■ DATA TO USE
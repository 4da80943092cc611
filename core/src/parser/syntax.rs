// These are common syntax structures shared by the parser and the evaluator.

use core::ops::Range;

#[derive(Debug, Clone, PartialEq, Eq)]
pub struct Span(pub Range<usize>);

impl Span {
    pub fn new(start: usize, end: usize) -> Self {
        Self(start..end)
    }
    pub fn combine(a: &Span, b: &Span) -> Span {
        Span::new(a.0.start, b.0.end)
    }
    pub fn str_of<'a>(&self, source: &'a str) -> &'a str {
        &source[self.0.start..self.0.end]
    }
    /// Shift the span by `offset` bytes.
    pub fn offset(&self, offset: usize) -> Span {
        Span::new(self.0.start + offset, self.0.end + offset)
    }
}

impl From<pest::Span<'_>> for Span {
    fn from(s: pest::Span<'_>) -> Self {
        Self(s.start()..s.end())
    }
}

#[derive(Debug, Copy, Clone, PartialEq, Eq)]
pub enum BinaryOp {
    Add,
    Sub,
    Mul,
    Div,
    Rem,
    Pow,
}

impl BinaryOp {
    pub fn symbol(self) -> &'static str {
        match self {
            BinaryOp::Add => "+",
            BinaryOp::Sub => "-",
            BinaryOp::Mul => "*",
            BinaryOp::Div => "/",
            BinaryOp::Rem => "%",
            BinaryOp::Pow => "**",
        }
    }
}

#[derive(Debug, Copy, Clone, PartialEq, Eq)]
pub enum LogicalOp {
    And,
    Or,
    Nullish,
}

#[derive(Debug, Copy, Clone, PartialEq, Eq)]
pub enum ComparisonOp {
    Eq,
    Neq,
    StrictEq,
    StrictNeq,
    Lt,
    Gt,
    Le,
    Ge,
}

#[derive(Debug, Copy, Clone, PartialEq, Eq)]
pub enum UnaryOp {
    Neg,
    Plus,
    Not,
    TypeOf,
}

/// Assignment operators. `Assign(None)` is plain `=`, compound operators carry
/// the arithmetic they apply before storing.
#[derive(Debug, Copy, Clone, PartialEq, Eq)]
pub struct AssignOp(pub Option<BinaryOp>);

#[derive(Debug, Copy, Clone, PartialEq, Eq)]
pub enum UpdateOp {
    Increment,
    Decrement,
}

#[derive(Debug, Copy, Clone, PartialEq, Eq)]
pub enum DeclKind {
    Let,
    Const,
    Var,
}

impl DeclKind {
    pub fn is_mutable(self) -> bool {
        !matches!(self, DeclKind::Const)
    }
}
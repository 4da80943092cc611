mod nesting;
mod parsed_expr;
pub mod parser;
mod syntax;
pub mod error;

// Re-export the parser and rule enum for external use
pub use parser::ExpressionParser;
pub use parser::Rule;
pub use parser::{is_identifier, parse_expression, parse_function_body};

pub use parsed_expr::{Expr, FunctionBody, Literal, Stmt};
pub use syntax::{AssignOp, BinaryOp, ComparisonOp, DeclKind, LogicalOp, Span, UnaryOp, UpdateOp};
pub use error::{ParseError, ParseErrorKind};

■ WORK INSTRUCTION
From the first line to the last, return the listing exactly.

■ OUTPUT OF THE EXERCISE
repository 4da80943092cc611
filename core/src/parser/syntax.rs
// These are common syntax structures shared by the parser and the evaluator.

use core::ops::Range;

#[derive(Debug, Clone, PartialEq, Eq)]
pub struct Span(pub Range<usize>);

impl Span {
    pub fn new(start: usize, end: usize) -> Self {
        Self(start..end)
    }
    pub fn combine(a: &Span, b: &Span) -> Span {
        Span::new(a.0.start, b.0.end)
    }
    pub fn str_of<'a>(&self, source: &'a str) -> &'a str {
        &source[self.0.start..self.0.end]
    }
    /// Shift the span by `offset` bytes.
    pub fn offset(&self, offset: usize) -> Span {
        Span::new(self.0.start + offset, self.0.end + offset)
    }
}

impl From<pest::Span<'_>> for Span {
    fn from(s: pest::Span<'_>) -> Self {
        Self(s.start()..s.end())
    }
}

#[derive(Debug, Copy, Clone, PartialEq, Eq)]
pub enum BinaryOp {
    Add,
    Sub,
    Mul,
    Div,
    Rem,
    Pow,
}

impl BinaryOp {
    pub fn symbol(self) -> &'static str {
        match self {
            BinaryOp::Add => "+",
            BinaryOp::Sub => "-",
            BinaryOp::Mul => "*",
            BinaryOp::Div => "/",
            BinaryOp::Rem => "%",
            BinaryOp::Pow => "**",
        }
    }
}

#[derive(Debug, Copy, Clone, PartialEq, Eq)]
pub enum LogicalOp {
    And,
    Or,
    Nullish,
}

#[derive(Debug, Copy, Clone, PartialEq, Eq)]
pub enum ComparisonOp {
    Eq,
    Neq,
    StrictEq,
    StrictNeq,
    Lt,
    Gt,
    Le,
    Ge,
}

#[derive(Debug, Copy, Clone, PartialEq, Eq)]
pub enum UnaryOp {
    Neg,
    Plus,
    Not,
    TypeOf,
}

/// Assignment operators. `Assign(None)` is plain `=`, compound operators carry
/// the arithmetic they apply before storing.
#[derive(Debug, Copy, Clone, PartialEq, Eq)]
pub struct AssignOp(pub Option<BinaryOp>);

#[derive(Debug, Copy, Clone, PartialEq, Eq)]
pub enum UpdateOp {
    Increment,
    Decrement,
}

#[derive(Debug, Copy, Clone, PartialEq, Eq)]
pub enum DeclKind {
    Let,
    Const,
    Var,
}

impl DeclKind {
    pub fn is_mutable(self) -> bool {
        !matches!(self, DeclKind::Const)
    }
}
repository 4da80943092cc611
mod nesting;
mod parsed_expr;
pub mod parser;
mod syntax;
pub mod error;

// Re-export the parser and rule enum for external use
pub use parser::ExpressionParser;
pub use parser::Rule;
pub use parser::{is_identifier, parse_expression, parse_function_body};

pub use parsed_expr::{Expr, FunctionBody, Literal, Stmt};
pub use syntax::{AssignOp, BinaryOp, ComparisonOp, DeclKind, LogicalOp, Span, UnaryOp, UpdateOp};
pub use error::{ParseError, ParseErrorKind};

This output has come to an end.